[WHAT THIS TASK INVOLVES] Take the material below and output exactly the run of lines from the one containing "if let Some(password)" down to the one containing "for (key, _)", with both included.

=== ENTRIES SHOWN ===

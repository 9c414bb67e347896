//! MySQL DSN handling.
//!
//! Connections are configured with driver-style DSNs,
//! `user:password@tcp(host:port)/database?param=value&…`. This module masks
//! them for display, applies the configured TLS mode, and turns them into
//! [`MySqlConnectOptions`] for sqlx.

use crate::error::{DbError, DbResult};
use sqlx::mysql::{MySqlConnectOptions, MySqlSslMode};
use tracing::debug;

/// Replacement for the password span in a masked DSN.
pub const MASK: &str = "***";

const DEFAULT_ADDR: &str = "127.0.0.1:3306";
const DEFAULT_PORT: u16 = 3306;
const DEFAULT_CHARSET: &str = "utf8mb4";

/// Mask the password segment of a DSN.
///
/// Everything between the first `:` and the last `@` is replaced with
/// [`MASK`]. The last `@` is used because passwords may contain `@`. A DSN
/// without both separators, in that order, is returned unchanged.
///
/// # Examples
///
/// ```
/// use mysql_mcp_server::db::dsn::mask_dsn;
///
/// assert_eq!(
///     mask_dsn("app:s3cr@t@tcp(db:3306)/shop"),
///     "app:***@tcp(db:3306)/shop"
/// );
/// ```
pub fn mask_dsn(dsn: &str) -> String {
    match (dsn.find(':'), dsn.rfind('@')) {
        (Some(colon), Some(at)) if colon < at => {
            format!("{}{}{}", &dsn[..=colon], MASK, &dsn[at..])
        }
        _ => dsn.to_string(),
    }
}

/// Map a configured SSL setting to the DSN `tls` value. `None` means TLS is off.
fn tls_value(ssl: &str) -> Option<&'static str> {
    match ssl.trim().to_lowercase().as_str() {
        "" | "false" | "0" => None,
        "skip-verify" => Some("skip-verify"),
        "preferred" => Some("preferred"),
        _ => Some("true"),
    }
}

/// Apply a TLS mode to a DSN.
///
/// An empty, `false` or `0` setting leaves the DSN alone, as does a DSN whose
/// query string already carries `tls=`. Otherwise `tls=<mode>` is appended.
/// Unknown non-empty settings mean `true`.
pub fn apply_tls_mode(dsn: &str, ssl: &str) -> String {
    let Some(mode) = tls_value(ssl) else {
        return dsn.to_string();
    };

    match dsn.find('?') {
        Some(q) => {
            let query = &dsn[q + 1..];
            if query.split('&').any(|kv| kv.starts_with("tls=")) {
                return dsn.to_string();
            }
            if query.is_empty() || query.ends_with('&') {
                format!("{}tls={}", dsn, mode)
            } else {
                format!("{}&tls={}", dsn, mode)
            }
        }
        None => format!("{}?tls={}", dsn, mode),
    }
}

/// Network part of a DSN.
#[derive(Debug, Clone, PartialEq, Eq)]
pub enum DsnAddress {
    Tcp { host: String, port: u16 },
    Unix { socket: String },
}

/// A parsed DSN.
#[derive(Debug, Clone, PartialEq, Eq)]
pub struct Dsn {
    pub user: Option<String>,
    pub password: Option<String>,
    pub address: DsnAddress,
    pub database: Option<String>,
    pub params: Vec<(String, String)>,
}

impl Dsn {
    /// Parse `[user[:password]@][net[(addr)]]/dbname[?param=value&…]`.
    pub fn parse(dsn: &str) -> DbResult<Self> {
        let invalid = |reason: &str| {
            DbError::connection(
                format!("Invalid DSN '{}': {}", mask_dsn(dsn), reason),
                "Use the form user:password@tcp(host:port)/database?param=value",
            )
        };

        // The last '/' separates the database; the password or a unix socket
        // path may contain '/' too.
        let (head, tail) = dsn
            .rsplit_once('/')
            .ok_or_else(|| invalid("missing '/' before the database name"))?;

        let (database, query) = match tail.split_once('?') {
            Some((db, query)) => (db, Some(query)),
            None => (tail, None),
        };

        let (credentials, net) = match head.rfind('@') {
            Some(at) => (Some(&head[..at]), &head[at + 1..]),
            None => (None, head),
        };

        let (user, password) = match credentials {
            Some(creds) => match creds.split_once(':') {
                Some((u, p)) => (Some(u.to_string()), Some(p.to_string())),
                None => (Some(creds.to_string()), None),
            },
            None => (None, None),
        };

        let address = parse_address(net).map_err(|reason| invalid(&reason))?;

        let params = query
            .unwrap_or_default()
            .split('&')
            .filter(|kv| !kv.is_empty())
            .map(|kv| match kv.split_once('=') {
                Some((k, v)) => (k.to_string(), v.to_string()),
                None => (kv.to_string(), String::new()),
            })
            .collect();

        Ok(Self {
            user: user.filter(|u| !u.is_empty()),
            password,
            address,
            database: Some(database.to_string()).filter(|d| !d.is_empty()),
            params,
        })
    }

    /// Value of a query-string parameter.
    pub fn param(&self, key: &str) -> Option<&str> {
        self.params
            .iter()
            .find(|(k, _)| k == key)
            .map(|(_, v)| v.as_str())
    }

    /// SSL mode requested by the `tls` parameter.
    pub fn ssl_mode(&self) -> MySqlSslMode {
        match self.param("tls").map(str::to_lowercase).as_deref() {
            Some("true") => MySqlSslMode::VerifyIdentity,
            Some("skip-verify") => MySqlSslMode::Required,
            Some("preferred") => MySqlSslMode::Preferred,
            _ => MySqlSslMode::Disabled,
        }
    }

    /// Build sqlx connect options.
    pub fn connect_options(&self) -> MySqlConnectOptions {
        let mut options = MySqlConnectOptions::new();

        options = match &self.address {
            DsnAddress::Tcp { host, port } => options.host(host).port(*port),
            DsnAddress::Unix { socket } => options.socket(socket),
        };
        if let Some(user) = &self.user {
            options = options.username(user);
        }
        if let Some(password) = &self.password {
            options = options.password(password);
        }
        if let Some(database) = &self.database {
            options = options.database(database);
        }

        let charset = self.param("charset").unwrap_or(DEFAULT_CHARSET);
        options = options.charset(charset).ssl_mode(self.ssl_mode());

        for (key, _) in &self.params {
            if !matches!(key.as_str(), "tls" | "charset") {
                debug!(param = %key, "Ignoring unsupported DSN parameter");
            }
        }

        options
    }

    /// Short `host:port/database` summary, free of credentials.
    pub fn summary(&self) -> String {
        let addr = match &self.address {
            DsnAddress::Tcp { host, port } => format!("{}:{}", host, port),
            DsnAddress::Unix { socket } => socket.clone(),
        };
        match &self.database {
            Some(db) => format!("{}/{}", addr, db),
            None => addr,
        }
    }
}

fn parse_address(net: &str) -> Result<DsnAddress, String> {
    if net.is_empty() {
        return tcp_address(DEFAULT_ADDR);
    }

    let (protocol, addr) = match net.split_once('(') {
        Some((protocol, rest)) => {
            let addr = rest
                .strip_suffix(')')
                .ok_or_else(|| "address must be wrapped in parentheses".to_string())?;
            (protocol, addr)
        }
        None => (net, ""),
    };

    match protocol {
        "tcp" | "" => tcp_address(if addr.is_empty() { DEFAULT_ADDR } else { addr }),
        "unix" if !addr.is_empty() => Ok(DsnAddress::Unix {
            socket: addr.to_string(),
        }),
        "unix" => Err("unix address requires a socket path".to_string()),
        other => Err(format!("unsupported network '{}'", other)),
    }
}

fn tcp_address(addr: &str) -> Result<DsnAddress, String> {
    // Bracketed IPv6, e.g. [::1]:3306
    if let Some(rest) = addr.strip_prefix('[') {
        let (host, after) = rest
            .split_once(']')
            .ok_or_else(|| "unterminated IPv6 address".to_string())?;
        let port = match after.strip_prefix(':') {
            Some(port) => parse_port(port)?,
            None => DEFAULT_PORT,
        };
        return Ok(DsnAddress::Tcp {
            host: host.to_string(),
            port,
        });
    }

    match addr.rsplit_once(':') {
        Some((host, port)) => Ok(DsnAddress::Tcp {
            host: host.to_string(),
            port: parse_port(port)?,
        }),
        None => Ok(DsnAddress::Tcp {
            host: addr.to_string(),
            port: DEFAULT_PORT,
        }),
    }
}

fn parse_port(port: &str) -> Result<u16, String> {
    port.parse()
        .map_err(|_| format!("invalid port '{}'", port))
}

===

[TASK SOLUTION]
        if let Some(password) = &self.password {
            options = options.password(password);
        }
        if let Some(database) = &self.database {
            options = options.database(database);
        }

        let charset = self.param("charset").unwrap_or(DEFAULT_CHARSET);
        options = options.charset(charset).ssl_mode(self.ssl_mode());

        for (key, _) in &self.params {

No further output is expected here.